Nabil Shaath, commissioner for external relations of the Fatah movement, in his office in Ramallah on Jan. 18, 2012. Photo by Miriam Alster/Flash90.
Nabil Shaath, commissioner for external relations of the Fatah movement, in his office in Ramallah on Jan. 18, 2012. Photo by Miriam Alster/Flash90.

A senior adviser to Palestinian Authority leader Mahmoud Abbas has said that Palestinian elections will be delayed if Israel does not allow voting in eastern Jerusalem, Lebanese media reported on Tuesday.

“If Israel continues to not respond [to requests that voting be allowed in eastern Jerusalem], we will delay the elections,” Nabil Shaath told Lebanese newspaper An-Nahar, in comments translated into Hebrew by Walla News.

“The elections will not be held without Jerusalem,” he added.

Elections to the Palestinian Legislative Council and Palestinian Authority presidency are scheduled for May 22 and July 31, respectively. The Gaza-based terror group Hamas is running a unified party list, while three other party lists affiliated with Abbas’s Fatah faction have formed, reflecting deep splits in the movement.
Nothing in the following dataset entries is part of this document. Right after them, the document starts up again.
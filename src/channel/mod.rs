//! Chat channel collaborator.
//!
//! The transport (connect, auth, persistence, fan-out) lives outside this
//! crate. Agents only see a [`ChatSession`]: a connected user bound to one
//! channel, able to post, edit, signal, and deliver events.

mod memory;
mod types;

pub use memory::{MemoryChannel, Operation};
pub use types::{
    AI_INDICATOR_UPDATE, AiState, ChannelEvent, ChannelMessage, IndicatorEvent, MESSAGE_NEW,
    MESSAGE_UPDATED, NewMessage,
};

use async_trait::async_trait;
use thiserror::Error;
use tokio::sync::broadcast;

#[derive(Debug, Error)]
pub enum ChannelError {
    #[error("Session is disconnected")]
    Disconnected,

    #[error("Message not found: {0}")]
    MessageNotFound(String),

    #[error("Transport error: {0}")]
    Transport(String),
}

/// A connected chat session scoped to one channel.
#[async_trait]
pub trait ChatSession: Send + Sync {
    /// Channel id (`cid`) this session is bound to.
    fn channel_id(&self) -> &str;

    /// Post a new message and return it as stored.
    async fn send_message(&self, message: NewMessage) -> Result<ChannelMessage, ChannelError>;

    /// Publish an indicator. No acknowledgement beyond transport success.
    async fn send_event(&self, event: IndicatorEvent) -> Result<(), ChannelError>;

    /// Overwrite the text of an existing message in place.
    async fn update_message(&self, id: &str, text: &str) -> Result<ChannelMessage, ChannelError>;

    /// Start receiving channel events. Dropping the receiver unsubscribes.
    fn subscribe(&self) -> broadcast::Receiver<ChannelEvent>;

    /// Tear down the session.
    async fn disconnect(&self) -> Result<(), ChannelError>;
}
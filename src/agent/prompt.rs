//! Persona preamble prepended to every user message.

use chrono::NaiveDate;

/// Build the persona preamble for a backend on a given date.
pub(crate) fn assistant_prompt(backend: &str, date: NaiveDate) -> String {
    let date = date.format("%B %-d, %Y");
    format!(
        "\
You are a helpful AI assistant powered by {backend}, taking part in a group chat.

## What you do

- Answer questions and explain things clearly
- Help with writing and editing
- Work through problems step by step
- Keep a friendly, conversational tone

**Current Date**: {date}

## Guidelines

- Keep replies sized for a chat window; expand only when asked.
- Be accurate. If you are unsure, say so.
- Be direct and clear.

Your goal is to give the people in this chat useful answers."
    )
}

/// Join the preamble and the user's raw text into one prompt.
///
/// Each turn stands alone: no earlier messages are included.
pub(crate) fn compose_prompt(preamble: &str, user_text: &str) -> String {
    format!("{preamble}\n\nUser: {user_text}")
}

pub(crate) fn current_date() -> NaiveDate {
    chrono::Local::now().date_naive()
}
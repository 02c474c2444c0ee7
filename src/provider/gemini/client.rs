//! Gemini API key client.

use super::types::{GenerateContentRequest, GenerateContentResponse};
use crate::provider::api_provider::Provider;
use crate::provider::client::TextGenerator;
use crate::provider::error::Error;
use crate::provider::http::{AuthConfig, HttpClient};
use async_trait::async_trait;

const API_VERSION: &str = "v1beta";

/// Normalize model name (strip any `models/` prefix).
fn normalize_model_name(model: &str) -> String {
    let trimmed = model.trim();
    trimmed
        .strip_prefix("models/")
        .unwrap_or(trimmed)
        .to_string()
}

/// Gemini client.
#[derive(Debug)]
pub struct GeminiClient {
    http: HttpClient,
    model: String,
}

impl GeminiClient {
    /// Create a new Gemini client.
    pub fn new(api_key: impl Into<String>, base_url: &str, model: &str) -> Self {
        let auth = AuthConfig::ApiKey {
            header: "x-goog-api-key".to_string(),
            key: api_key.into(),
        };
        Self {
            http: HttpClient::new(base_url, auth),
            model: normalize_model_name(model),
        }
    }
}

#[async_trait]
impl TextGenerator for GeminiClient {
    fn id(&self) -> &str {
        Provider::Google.id()
    }

    async fn generate(&self, prompt: &str) -> Result<String, Error> {
        let request = GenerateContentRequest::from_prompt(prompt);
        let path = format!("/{API_VERSION}/models/{}:generateContent", self.model);

        let response: GenerateContentResponse = self.http.post_json(&path, &request).await?;

        if let Some(usage) = &response.usage_metadata {
            tracing::debug!(
                prompt_tokens = usage.prompt_token_count,
                output_tokens = usage.candidates_token_count,
                total_tokens = usage.total_token_count,
                "Gemini usage"
            );
        }
        if let Some(reason) = response.block_reason() {
            tracing::warn!(model = %self.model, reason, "Gemini withheld the response");
        }

        Ok(response.text().unwrap_or_default())
    }
}
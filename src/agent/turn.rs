//! One inbound message answered end to end.

use super::prompt::{assistant_prompt, compose_prompt, current_date};
use crate::channel::{AiState, ChannelError, ChannelMessage, ChatSession, IndicatorEvent, NewMessage};
use crate::provider::{self, ProviderClient};
use thiserror::Error;
use tracing::{debug, error};

/// Text of the stand-in message posted before generation starts.
pub const PLACEHOLDER_TEXT: &str = "🤖 Thinking...";
/// Prefix of the message posted when a turn fails.
pub const ERROR_PREFIX: &str = "❌ Sorry, I encountered an error: ";

#[derive(Debug, Clone, Copy, PartialEq, Eq)]
pub enum TurnStatus {
    Thinking,
    Done,
    Error,
}

#[derive(Debug, Error)]
enum TurnError {
    #[error(transparent)]
    Channel(#[from] ChannelError),
    #[error(transparent)]
    Provider(#[from] provider::Error),
}

impl TurnError {
    fn user_message(&self) -> String {
        match self {
            TurnError::Channel(e) => e.to_string(),
            TurnError::Provider(e) => e.user_message(),
        }
    }
}

/// Working state of a single turn. Never persisted.
#[derive(Debug)]
pub struct Turn {
    pub text: String,
    pub cid: String,
    pub placeholder: Option<ChannelMessage>,
    pub status: TurnStatus,
}

impl Turn {
    pub fn new(text: impl Into<String>, cid: impl Into<String>) -> Self {
        Self {
            text: text.into(),
            cid: cid.into(),
            placeholder: None,
            status: TurnStatus::Thinking,
        }
    }

    /// Run the turn to a terminal status. Failures are reported into the
    /// channel, never returned.
    pub(crate) async fn run(mut self, session: &dyn ChatSession, provider: &ProviderClient) -> Self {
        match self.respond(session, provider).await {
            Ok(()) => {
                self.status = TurnStatus::Done;
                debug!(cid = %self.cid, "Turn done");
            }
            Err(e) => self.fail(session, &e).await,
        }
        self
    }

    async fn respond(
        &mut self,
        session: &dyn ChatSession,
        provider: &ProviderClient,
    ) -> Result<(), TurnError> {
        let placeholder = session
            .send_message(NewMessage::ai(PLACEHOLDER_TEXT))
            .await?;
        self.placeholder = Some(placeholder.clone());

        session
            .send_event(IndicatorEvent::for_message(AiState::Thinking, &placeholder))
            .await?;

        let preamble = assistant_prompt(provider.name(), current_date());
        let prompt = compose_prompt(&preamble, &self.text);
        debug!(cid = %self.cid, message_id = %placeholder.id, "Generating reply");

        let reply = provider.generate(&prompt).await?;

        session.update_message(&placeholder.id, &reply).await?;
        session
            .send_event(IndicatorEvent::for_message(AiState::Done, &placeholder))
            .await?;
        Ok(())
    }

    /// Post a fresh error message and an ERROR indicator. The placeholder is
    /// left as it was. Failures here are logged and dropped.
    async fn fail(&mut self, session: &dyn ChatSession, err: &TurnError) {
        self.status = TurnStatus::Error;
        error!(cid = %self.cid, error = %err, "Error processing message");

        let text = format!("{ERROR_PREFIX}{}", err.user_message());
        if let Err(e) = session.send_message(NewMessage::ai(text)).await {
            error!(cid = %self.cid, error = %e, "Failed to post error message");
        }

        // ERROR goes out without cid/message_id, unlike THINKING and DONE.
        if let Err(e) = session
            .send_event(IndicatorEvent::bare(AiState::Error))
            .await
        {
            error!(cid = %self.cid, error = %e, "Failed to send error indicator");
        }
    }
}
//! Real-time fan-out channel.
//!
//! An explicitly owned broadcast service, constructed once at startup and
//! injected into every handler that publishes. The signal is content-free:
//! subscribers treat it purely as "re-fetch now". Publishing never blocks
//! on subscriber availability, and sessions that connect after a signal
//! simply miss it; they perform their own initial fetch.

use tokio::sync::broadcast;

/// The single event pushed to connected sessions.
#[derive(Debug, Clone, Copy, PartialEq, Eq)]
pub enum BoardEvent {
    /// Board state changed; clients should re-fetch.
    Updated,
}

/// Fan-out handle. Cloning shares the underlying channel.
#[derive(Debug, Clone)]
pub struct BoardEvents {
    sender: broadcast::Sender<BoardEvent>,
}

impl BoardEvents {
    /// Create a fan-out channel. `capacity` bounds unread events per
    /// subscriber; a lagging subscriber skips ahead, which is fine since
    /// coalesced signals still mean "re-fetch".
    pub fn new(capacity: usize) -> Self {
        let (sender, _) = broadcast::channel(capacity);
        Self { sender }
    }

    /// Best-effort "board changed" signal to every current subscriber.
    /// A send with no subscribers is not an error.
    pub fn broadcast_changed(&self) {
        let delivered = self.sender.send(BoardEvent::Updated).unwrap_or(0);
        tracing::debug!("Broadcast board update to {} sessions", delivered);
    }

    /// Subscribe a new session. Only events published after this call are
    /// observed.
    pub fn subscribe(&self) -> broadcast::Receiver<BoardEvent> {
        self.sender.subscribe()
    }

    /// Number of currently connected subscribers.
    pub fn session_count(&self) -> usize {
        self.sender.receiver_count()
    }
}

impl Default for BoardEvents {
    fn default() -> Self {
        Self::new(64)
    }
}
Abbas leads one list, while Fatah terrorist Marwan Barghouti, who is serving five life sentences in Israel for terrorism, teamed up with the nephew of Yasser Arafat, Nasser al-Qidwa, to form a second list. A third is headed up by the United Arab Emirates-based Muhammad Dahlan, former head of the P.A.’s security forces in Gaza, who was ousted from Fatah by Abbas.

Since the election dates were first announced in January, concerns have been raised that Israel would not allow voting in eastern Jerusalem due to Hamas’s participation. According to P.A. Civil Affairs Minister Hussein al-Sheikh, Israel said it would not make a final decision on the matter until after its own elections on March 23.

In late 2019, Abbas postponed elections when Israel failed to respond to an appeal on this issue, declaring that holding them without Jerusalem was tantamount to giving up the Palestinian claim to the city.